The Problem: People think we’re all liars.
A number of recent studies show us some pretty damning data about how consumers feel about brands these days. In short, they think we’re all liars. Here are some fun examples of just how much confidence the public has lost in marketers and business:
- According to a survey conducted by McCann’s Truth Central unit, 42% of Americans find brands and companies less truthful than they did 20 years ago. At least some of this is wrapped up in the increasingly fractious political climate in the country—Steve Zaroff, chief strategy officer of McCann North America, said that the study wasn’t intended to focus on politics, but “the people in America would not let [them]” ignore it, as politics has “risen to the level of popular culture.”
- In a late 2017 study, Forrester found that consumer trust is at an all-time low; customer experience scores have stalled, with no brands significantly improving trust or experience scores over the previous year.
- It’s not just Americans, either—consumer trust in brands is at its lowest point in the UK since the market crash of 2008, according to the Reputation Institute. Trust in brands to “do the right thing” dropped by 10% last year, while the likelihood of giving brands “the benefit of the doubt” dropped 13%. When it comes to recommending brands, only 38% of consumers said they were likely to recommend a brand, a decrease of 7% from 2016.
- Finally, according to a study by Trinity Mirror and Ipsos Connect, 70% of consumers don’t trust advertising, and 40% distrust brands, seeing them as part of the “establishment,” arrogant, and “self-serving.” Consumers see brands claiming to serve a higher purpose, but rising cynicism means 58% don’t believe them until they’ve seen genuine proof that they’re actually doing it.
So yeah, things aren’t great. How did we get here?
What happened to consumer trust?
One of the reasons why consumers aren’t as trusting as they used to be is simply because they’re paying more attention. It’s far easier to get information in 2018 than it was in 1958, after all. Back in the day, you couldn’t just look up a business on Yelp (or even Google)—you had to make do with what they said to the public through advertising, as well as word of mouth from other consumers and newspaper reports and the like.
Today, everything that pretty much any business does—good or bad—is available to all, quickly and easily. And consumers take advantage of that. You can’t simply hope people will overlook a scandal, or even a misbehaving employee.
Most brands have leaned into this shift, attempting to help shape the narrative by being active online—from the obvious activity, like building and maintaining a website that informs customers and (hopefully) drives leads and conversions, to more participatory efforts, like leveraging social media and digital advertising to listen to and engage with their customers.

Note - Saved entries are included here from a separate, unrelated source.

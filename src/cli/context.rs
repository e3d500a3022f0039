//! Context command - run the optimizer and show what would be sent

use anyhow::Result;
use serde_json::json;
use std::path::Path;

use super::prepare_prompts;
use crate::config::Config;
use crate::context::manager::format_context_block;
use crate::ui::colors;
use crate::ui::style::{print_header, print_row};

pub fn run(
    config: &Config,
    root: &Path,
    prompt: &str,
    max_tokens: Option<usize>,
    json: bool,
) -> Result<()> {
    let prepared = prepare_prompts(config, root, prompt, max_tokens, true);
    let block = prepared
        .optimized
        .as_ref()
        .map(|o| format_context_block(&o.selected))
        .unwrap_or_default();

    if json {
        let output = json!({
            "configuration": prepared.configuration,
            "stats": prepared.optimized.as_ref().map(|o| &o.stats),
            "context": block,
        });
        println!("{}", serde_json::to_string_pretty(&output)?);
        return Ok(());
    }

    print_header("Context Optimizer");
    let Some(optimized) = &prepared.optimized else {
        print_row("Context", "unavailable, base prompts only");
        println!();
        return Ok(());
    };

    let stats = &optimized.stats;
    print_row("Budget", format!("{} tokens for context", stats.token_budget.context));
    print_row(
        "Selected",
        format!(
            "{}/{} fragments, {} tokens ({:.0}% used)",
            stats.packing.selected_fragments,
            stats.packing.total_fragments,
            stats.packing.tokens_used,
            stats.packing.utilization * 100.0
        ),
    );
    print_row("Compressed", stats.packing.compressions);
    for (kind, count) in &stats.chunks_by_type {
        print_row(kind, count);
    }
    if let Some(configuration) = &stats.configuration {
        print_row(
            "Filtered",
            format!(
                "{} dropped, {} kept by styling, {} synthesized",
                configuration.fragments_filtered,
                configuration.fragments_force_kept,
                configuration.fragments_synthesized
            ),
        );
    }

    println!();
    println!("{}", block);
    if block.is_empty() {
        println!("{}  (empty context block){}", colors::DIM, colors::RESET);
    }
    println!();

    Ok(())
}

These are positive developments, because they give a business the opportunity to meaningfully engage with its customers in ways that were previously not possible. But these new channels can also cause issues. The significant increase in the number of interactions between people and brands doesn’t just create opportunities to build brand loyalty; it also provides opportunities to create dissatisfied customers. A bad tweet can turn the public against your business, or at least create a big mess for your PR team to clean up. In other words, more touchpoints mean more places you can screw up.
Digital advertising is a big source of consumer frustration. Despite the fact that digital advertising has now been around for over two decades, the pace of change has led many brands to develop bad habits. They’ve fallen into “budget brand” behaviors that wouldn’t cut it in more traditional channels—habits like aggressive retargeting. According to Trinity Mirror and Ipsos Connect’s research, 40% of consumers think of brands as “pushy,” and 57% of adults think brands should be more careful where they place their advertising.
Other research has found (not surprisingly) that social media is the least trusted channel of all, as 63% of respondents said they would respond more positively to the same ad if it appeared on a more traditional advertising channel than if it was on social.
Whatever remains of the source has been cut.